(Data supplied)

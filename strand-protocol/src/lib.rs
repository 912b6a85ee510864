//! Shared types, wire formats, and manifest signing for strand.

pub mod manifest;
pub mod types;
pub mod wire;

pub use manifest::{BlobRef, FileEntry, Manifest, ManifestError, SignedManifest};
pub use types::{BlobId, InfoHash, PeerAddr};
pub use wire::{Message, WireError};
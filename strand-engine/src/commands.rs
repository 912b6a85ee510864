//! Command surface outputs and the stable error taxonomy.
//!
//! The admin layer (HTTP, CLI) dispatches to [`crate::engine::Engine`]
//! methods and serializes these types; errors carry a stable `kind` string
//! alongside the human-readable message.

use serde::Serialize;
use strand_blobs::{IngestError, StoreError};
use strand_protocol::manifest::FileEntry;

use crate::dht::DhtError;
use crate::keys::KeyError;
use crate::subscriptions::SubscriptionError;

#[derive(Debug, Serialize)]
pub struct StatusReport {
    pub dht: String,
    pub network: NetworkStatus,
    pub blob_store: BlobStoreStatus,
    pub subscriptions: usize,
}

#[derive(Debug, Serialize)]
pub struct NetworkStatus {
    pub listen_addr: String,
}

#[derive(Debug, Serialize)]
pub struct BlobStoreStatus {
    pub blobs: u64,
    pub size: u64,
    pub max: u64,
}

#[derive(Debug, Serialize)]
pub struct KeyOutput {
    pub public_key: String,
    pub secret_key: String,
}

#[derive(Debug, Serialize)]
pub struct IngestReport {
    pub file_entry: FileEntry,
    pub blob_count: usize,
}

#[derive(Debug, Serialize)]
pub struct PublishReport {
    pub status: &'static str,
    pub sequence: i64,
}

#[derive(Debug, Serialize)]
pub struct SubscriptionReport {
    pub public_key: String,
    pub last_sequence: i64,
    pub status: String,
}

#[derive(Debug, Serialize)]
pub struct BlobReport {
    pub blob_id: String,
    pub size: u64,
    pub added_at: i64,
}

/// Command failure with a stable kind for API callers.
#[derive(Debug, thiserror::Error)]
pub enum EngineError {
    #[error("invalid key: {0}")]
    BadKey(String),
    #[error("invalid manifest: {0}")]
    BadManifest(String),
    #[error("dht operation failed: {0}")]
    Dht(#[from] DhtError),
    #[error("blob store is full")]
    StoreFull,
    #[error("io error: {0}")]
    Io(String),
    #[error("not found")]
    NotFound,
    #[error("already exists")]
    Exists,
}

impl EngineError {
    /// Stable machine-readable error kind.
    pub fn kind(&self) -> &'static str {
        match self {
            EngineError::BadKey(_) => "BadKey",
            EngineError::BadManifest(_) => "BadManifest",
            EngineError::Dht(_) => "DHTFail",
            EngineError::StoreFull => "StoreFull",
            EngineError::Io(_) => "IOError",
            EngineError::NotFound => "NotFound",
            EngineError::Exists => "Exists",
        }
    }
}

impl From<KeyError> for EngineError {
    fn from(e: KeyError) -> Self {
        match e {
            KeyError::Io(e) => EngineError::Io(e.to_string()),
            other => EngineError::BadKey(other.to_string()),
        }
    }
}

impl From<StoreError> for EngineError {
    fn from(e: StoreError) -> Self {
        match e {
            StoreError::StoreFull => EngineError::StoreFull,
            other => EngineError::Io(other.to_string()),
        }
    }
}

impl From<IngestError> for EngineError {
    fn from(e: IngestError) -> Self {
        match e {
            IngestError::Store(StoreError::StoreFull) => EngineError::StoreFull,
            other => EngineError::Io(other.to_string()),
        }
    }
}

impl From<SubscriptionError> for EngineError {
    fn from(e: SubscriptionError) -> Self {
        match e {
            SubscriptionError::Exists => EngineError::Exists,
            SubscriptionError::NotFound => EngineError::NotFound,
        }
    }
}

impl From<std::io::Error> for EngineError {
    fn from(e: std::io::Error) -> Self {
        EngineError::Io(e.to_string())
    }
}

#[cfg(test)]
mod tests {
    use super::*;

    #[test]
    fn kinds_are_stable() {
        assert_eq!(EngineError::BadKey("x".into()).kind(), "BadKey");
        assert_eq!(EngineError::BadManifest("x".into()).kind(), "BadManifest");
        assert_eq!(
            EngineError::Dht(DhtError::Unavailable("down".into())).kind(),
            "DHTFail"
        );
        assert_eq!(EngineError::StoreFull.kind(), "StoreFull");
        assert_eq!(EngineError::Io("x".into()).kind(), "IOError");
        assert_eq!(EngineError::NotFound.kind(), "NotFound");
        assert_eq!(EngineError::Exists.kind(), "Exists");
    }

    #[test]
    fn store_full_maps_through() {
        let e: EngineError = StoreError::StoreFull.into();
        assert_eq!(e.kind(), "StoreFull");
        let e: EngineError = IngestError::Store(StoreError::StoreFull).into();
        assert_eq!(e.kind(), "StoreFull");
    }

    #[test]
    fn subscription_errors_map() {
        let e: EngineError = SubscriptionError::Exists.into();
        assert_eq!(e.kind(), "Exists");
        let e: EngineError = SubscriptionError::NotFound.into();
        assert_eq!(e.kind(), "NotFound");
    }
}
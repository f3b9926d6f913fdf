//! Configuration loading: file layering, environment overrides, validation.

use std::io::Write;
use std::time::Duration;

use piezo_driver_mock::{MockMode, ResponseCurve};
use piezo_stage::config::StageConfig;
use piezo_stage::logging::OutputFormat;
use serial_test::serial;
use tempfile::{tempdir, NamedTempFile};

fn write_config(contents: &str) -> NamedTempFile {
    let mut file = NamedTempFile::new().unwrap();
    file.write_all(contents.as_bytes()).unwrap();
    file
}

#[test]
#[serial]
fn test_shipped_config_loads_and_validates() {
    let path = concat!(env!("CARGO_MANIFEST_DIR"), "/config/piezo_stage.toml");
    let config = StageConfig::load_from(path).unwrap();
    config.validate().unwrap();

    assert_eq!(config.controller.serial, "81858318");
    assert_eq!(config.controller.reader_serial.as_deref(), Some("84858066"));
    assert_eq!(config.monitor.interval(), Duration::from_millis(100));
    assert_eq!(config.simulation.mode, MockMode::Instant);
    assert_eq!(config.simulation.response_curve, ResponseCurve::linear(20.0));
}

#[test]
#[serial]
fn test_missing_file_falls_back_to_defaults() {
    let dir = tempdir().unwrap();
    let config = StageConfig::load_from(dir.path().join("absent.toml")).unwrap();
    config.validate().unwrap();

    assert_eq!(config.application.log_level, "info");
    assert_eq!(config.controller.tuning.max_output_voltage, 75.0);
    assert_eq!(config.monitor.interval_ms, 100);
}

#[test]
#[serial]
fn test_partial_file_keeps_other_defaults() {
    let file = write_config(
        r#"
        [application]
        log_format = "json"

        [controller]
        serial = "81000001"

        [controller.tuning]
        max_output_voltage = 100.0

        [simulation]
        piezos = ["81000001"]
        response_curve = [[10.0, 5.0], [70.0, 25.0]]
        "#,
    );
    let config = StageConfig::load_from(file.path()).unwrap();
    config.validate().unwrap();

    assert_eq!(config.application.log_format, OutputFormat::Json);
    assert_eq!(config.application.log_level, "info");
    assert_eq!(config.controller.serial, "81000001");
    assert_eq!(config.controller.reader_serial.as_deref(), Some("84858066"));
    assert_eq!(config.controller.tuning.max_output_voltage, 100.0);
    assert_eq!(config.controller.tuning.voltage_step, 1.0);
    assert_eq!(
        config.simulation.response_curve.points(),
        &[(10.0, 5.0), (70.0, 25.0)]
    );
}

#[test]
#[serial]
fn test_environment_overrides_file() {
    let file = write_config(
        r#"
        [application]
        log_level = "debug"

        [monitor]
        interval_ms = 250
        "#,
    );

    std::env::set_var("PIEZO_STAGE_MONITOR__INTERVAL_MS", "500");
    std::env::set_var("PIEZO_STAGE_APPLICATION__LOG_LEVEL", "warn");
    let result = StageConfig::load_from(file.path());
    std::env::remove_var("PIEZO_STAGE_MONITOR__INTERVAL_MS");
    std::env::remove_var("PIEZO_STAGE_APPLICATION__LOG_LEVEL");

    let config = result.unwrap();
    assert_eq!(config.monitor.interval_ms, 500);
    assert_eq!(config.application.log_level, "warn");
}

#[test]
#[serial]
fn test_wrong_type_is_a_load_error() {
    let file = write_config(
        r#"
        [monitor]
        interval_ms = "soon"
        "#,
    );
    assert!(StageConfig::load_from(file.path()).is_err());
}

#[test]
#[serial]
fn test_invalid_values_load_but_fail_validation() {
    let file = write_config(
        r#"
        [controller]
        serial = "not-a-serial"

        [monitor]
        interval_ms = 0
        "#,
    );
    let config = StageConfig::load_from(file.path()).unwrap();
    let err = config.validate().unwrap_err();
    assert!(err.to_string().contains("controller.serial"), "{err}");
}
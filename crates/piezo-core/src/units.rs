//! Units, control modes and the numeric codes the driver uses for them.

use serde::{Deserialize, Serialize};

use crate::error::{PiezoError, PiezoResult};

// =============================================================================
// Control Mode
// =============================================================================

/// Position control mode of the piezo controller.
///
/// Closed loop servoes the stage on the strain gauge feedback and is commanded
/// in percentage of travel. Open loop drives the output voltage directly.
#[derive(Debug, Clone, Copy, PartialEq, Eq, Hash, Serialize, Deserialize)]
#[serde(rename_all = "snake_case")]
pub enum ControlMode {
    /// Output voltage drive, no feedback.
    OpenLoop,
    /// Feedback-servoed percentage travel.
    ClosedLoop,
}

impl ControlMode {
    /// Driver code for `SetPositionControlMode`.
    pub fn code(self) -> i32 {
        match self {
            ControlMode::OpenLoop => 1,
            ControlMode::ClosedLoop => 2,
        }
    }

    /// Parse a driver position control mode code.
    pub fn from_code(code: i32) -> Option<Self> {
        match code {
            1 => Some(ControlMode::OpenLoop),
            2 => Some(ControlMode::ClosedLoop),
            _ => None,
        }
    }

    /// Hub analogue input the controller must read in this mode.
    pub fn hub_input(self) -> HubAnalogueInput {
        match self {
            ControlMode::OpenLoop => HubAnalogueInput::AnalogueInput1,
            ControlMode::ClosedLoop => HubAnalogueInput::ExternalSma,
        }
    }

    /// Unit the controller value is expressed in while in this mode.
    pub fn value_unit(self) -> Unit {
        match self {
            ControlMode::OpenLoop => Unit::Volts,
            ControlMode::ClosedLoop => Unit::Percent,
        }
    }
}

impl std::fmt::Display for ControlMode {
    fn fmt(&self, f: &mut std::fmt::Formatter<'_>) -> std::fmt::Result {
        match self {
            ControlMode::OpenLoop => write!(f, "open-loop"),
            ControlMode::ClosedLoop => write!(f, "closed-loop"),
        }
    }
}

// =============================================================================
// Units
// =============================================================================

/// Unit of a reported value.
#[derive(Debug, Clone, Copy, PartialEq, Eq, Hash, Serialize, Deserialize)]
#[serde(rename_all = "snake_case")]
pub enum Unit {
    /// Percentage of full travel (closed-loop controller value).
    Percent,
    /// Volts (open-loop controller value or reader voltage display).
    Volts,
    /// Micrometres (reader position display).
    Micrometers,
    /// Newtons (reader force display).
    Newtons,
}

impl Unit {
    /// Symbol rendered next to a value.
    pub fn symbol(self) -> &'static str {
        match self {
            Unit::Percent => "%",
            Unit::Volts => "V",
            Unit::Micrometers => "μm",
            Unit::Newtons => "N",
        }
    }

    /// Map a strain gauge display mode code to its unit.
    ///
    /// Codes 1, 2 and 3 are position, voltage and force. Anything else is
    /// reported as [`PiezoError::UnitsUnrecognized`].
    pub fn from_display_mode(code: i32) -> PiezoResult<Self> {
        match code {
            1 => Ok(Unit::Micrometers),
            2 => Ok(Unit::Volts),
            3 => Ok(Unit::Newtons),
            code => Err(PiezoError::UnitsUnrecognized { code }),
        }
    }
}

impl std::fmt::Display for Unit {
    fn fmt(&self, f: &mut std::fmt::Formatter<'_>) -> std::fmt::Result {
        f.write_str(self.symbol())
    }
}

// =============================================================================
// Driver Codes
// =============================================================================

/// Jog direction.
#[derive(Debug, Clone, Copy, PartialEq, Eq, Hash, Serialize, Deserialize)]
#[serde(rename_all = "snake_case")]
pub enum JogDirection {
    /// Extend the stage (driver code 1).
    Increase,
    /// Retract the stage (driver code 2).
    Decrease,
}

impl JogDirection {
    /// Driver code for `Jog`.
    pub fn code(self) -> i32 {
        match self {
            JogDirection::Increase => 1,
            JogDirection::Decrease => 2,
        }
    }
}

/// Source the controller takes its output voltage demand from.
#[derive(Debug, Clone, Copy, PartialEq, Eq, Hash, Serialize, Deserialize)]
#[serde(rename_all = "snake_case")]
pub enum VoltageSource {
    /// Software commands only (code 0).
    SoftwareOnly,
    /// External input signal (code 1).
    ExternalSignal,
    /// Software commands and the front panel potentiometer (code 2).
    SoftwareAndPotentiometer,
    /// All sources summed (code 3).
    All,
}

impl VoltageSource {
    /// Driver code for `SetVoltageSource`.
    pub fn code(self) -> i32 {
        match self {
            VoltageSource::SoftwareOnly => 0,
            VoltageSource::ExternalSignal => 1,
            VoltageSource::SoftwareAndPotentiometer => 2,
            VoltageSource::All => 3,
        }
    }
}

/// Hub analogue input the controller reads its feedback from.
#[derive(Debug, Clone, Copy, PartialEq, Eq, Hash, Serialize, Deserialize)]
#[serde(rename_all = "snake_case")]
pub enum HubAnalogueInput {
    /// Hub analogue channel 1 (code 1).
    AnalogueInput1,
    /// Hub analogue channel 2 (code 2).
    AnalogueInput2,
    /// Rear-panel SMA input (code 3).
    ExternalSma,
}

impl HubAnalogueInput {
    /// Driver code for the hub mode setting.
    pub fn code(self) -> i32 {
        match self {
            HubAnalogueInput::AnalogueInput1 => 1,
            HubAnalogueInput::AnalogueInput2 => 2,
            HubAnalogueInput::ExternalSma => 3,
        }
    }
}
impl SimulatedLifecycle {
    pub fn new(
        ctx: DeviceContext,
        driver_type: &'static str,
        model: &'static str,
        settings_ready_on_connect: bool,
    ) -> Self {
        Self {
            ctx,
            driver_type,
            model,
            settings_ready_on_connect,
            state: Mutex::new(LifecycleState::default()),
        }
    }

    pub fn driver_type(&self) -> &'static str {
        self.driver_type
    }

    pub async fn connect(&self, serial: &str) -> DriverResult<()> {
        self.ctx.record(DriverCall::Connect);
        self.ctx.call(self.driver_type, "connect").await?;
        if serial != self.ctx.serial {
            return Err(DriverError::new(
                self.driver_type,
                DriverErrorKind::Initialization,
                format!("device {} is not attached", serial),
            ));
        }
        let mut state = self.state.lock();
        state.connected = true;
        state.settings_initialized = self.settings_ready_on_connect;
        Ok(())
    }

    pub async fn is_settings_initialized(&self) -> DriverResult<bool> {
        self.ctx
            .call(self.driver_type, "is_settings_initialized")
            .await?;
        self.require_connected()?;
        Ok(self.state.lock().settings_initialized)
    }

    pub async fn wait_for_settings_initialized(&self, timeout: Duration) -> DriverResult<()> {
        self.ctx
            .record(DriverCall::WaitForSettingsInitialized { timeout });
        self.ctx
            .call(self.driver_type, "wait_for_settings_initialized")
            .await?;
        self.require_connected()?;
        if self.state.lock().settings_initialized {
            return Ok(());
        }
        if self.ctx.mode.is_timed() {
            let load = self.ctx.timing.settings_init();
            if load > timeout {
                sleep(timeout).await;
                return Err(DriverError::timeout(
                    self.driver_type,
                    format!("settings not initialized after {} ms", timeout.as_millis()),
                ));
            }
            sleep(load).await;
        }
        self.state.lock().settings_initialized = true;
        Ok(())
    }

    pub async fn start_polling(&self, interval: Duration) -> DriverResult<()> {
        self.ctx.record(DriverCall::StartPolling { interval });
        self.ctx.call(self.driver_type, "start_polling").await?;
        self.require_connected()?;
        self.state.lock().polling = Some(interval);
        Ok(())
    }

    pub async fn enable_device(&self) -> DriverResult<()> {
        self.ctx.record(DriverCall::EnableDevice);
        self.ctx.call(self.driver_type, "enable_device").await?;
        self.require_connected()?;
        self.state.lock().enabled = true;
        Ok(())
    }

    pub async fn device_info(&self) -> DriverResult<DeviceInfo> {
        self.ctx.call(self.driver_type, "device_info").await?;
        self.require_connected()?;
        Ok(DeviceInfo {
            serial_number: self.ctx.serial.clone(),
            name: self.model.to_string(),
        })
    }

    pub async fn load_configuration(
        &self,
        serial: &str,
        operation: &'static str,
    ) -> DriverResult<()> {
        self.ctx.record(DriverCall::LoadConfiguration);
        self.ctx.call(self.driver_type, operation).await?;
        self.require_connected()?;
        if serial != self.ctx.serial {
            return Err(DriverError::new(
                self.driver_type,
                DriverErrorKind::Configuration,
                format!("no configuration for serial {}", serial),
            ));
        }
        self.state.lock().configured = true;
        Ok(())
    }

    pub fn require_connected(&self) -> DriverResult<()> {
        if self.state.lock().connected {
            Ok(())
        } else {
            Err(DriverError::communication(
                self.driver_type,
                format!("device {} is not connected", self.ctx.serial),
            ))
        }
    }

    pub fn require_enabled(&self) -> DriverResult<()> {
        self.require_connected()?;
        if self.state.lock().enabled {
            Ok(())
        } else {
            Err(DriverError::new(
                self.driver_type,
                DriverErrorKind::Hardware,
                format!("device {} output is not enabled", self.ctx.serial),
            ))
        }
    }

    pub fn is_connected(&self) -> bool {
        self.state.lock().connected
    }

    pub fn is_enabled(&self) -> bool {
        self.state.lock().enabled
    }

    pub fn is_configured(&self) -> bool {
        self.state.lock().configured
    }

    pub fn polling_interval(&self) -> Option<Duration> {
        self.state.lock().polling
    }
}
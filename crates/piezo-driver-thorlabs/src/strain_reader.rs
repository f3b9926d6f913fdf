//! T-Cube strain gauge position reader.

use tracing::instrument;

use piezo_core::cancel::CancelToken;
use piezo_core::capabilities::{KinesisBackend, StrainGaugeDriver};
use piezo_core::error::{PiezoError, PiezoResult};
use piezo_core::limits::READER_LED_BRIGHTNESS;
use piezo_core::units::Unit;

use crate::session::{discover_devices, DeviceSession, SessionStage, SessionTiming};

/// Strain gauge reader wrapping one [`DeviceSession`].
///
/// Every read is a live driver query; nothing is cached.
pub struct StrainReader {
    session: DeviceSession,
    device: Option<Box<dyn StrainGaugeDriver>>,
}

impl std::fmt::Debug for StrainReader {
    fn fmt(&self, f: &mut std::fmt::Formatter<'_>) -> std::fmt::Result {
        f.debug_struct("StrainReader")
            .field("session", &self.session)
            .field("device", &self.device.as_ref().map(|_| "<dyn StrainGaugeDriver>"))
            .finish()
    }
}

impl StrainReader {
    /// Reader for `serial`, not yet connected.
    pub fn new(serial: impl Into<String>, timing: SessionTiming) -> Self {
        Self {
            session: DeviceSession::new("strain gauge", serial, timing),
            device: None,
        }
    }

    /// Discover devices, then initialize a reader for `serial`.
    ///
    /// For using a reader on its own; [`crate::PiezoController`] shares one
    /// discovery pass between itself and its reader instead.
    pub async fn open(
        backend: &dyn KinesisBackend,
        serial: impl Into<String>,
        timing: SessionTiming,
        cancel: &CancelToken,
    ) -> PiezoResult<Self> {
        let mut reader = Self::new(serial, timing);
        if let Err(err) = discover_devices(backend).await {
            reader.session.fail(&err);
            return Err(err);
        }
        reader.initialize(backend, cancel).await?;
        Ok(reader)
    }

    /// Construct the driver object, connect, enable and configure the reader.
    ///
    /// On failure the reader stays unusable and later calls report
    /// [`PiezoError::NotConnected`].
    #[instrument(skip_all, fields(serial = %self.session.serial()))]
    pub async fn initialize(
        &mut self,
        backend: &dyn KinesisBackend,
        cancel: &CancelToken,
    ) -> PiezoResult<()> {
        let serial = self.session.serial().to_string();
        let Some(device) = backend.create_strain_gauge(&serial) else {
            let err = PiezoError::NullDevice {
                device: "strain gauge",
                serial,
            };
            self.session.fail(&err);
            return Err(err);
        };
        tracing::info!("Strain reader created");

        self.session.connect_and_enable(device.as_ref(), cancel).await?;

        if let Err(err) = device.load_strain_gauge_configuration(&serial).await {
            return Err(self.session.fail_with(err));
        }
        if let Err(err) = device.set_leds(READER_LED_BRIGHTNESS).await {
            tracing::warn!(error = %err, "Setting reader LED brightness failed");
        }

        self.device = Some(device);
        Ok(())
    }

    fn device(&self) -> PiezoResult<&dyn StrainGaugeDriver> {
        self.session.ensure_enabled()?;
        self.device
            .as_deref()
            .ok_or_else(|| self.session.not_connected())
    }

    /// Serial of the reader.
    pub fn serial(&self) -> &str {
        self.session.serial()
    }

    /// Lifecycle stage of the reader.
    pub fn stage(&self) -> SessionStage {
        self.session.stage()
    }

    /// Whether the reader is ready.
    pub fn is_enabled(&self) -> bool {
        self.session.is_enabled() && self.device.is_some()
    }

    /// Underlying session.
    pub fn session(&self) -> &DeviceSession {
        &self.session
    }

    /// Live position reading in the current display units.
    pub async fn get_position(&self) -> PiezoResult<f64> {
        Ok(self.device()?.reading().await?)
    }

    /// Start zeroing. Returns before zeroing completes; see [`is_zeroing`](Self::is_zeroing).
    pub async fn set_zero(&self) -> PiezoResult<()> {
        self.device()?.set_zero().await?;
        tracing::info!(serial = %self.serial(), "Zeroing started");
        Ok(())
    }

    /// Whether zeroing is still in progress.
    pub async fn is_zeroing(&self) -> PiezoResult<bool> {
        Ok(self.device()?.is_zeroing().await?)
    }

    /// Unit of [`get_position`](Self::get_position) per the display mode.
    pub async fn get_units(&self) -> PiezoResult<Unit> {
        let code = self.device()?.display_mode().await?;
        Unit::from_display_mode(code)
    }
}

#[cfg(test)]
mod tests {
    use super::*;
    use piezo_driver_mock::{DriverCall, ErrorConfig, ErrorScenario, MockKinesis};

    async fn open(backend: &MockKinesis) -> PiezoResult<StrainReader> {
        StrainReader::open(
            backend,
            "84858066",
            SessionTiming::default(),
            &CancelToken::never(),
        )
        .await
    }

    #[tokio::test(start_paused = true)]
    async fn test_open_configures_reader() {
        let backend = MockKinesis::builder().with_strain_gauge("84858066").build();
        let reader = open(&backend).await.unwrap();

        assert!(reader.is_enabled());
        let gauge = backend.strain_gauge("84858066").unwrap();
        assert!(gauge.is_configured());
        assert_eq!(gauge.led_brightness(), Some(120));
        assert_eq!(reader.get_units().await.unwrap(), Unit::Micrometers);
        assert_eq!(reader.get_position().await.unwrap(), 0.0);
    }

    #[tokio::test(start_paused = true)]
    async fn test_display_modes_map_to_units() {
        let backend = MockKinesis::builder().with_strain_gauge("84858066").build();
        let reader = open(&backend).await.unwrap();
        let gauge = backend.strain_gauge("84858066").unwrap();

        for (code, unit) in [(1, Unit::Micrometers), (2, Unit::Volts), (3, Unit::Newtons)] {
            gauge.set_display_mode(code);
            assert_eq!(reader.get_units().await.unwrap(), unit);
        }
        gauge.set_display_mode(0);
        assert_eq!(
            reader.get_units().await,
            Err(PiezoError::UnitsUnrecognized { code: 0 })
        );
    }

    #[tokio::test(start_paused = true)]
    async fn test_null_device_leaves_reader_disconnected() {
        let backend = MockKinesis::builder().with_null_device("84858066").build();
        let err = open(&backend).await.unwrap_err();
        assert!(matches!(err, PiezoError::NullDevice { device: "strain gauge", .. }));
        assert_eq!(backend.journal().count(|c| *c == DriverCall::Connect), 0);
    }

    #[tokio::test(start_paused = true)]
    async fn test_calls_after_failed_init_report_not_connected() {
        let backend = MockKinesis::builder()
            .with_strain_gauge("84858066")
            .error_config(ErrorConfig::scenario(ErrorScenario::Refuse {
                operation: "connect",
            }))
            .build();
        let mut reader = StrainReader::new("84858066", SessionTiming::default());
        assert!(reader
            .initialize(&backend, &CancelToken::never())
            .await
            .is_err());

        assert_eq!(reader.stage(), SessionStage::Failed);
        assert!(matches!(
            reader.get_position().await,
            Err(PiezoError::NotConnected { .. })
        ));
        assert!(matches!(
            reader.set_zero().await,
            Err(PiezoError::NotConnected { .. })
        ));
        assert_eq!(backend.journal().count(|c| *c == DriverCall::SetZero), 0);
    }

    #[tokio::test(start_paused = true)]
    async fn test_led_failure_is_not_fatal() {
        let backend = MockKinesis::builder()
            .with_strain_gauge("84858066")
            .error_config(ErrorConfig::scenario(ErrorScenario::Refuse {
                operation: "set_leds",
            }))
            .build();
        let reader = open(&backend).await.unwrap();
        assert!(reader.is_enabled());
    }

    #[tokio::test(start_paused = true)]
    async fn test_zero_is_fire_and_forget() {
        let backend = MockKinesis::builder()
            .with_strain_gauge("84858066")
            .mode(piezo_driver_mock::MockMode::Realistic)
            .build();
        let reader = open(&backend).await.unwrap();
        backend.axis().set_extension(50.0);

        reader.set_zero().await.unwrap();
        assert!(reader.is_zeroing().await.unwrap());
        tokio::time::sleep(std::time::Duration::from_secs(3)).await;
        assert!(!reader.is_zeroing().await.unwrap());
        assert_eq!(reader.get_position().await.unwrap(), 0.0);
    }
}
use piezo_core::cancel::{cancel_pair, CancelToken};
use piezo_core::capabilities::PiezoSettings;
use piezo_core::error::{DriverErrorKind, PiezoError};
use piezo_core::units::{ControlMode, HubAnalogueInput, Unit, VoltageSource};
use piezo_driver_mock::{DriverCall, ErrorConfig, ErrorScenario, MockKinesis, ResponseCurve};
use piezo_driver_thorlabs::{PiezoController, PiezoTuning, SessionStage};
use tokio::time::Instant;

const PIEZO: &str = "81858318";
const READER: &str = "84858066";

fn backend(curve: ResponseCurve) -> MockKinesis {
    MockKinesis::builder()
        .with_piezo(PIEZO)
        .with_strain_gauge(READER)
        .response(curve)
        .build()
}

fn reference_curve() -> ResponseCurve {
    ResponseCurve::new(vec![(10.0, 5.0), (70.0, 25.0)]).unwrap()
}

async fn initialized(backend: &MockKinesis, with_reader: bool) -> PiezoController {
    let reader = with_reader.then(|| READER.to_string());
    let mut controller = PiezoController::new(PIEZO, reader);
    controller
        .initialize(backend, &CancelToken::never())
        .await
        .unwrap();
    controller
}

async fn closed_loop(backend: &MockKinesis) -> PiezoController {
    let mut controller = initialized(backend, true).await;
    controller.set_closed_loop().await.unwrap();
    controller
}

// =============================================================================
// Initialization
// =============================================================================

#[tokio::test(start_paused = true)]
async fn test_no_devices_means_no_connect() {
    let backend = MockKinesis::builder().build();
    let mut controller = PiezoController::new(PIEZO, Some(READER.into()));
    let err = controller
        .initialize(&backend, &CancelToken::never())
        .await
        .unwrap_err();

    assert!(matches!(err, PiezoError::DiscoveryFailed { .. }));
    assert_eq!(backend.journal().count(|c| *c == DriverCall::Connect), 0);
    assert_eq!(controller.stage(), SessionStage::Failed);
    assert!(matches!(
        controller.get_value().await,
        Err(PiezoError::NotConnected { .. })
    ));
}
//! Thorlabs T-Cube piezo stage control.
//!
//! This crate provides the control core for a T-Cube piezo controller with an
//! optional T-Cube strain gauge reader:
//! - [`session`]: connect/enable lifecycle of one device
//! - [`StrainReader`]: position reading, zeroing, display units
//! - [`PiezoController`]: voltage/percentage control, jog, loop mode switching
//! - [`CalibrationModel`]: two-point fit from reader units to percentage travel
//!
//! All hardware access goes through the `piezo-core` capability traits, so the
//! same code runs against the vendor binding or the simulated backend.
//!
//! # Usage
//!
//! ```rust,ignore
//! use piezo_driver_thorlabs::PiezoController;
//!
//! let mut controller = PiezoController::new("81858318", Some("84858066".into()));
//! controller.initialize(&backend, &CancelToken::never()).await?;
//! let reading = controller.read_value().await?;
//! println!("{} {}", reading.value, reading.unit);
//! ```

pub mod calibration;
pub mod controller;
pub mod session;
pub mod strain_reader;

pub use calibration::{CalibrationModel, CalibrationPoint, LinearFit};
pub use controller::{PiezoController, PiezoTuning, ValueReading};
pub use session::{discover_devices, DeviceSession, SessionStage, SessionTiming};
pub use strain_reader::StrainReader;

(End Data supplied)

Directions => Scan the records above for the word "DeviceSession". Show each line in which it appears.

Reply to the exercise =>
use crate::session::{discover_devices, DeviceSession, SessionStage, SessionTiming};
/// Strain gauge reader wrapping one [`DeviceSession`].
    session: DeviceSession,
            session: DeviceSession::new("strain gauge", serial, timing),
    pub fn session(&self) -> &DeviceSession {
pub use session::{discover_devices, DeviceSession, SessionStage, SessionTiming};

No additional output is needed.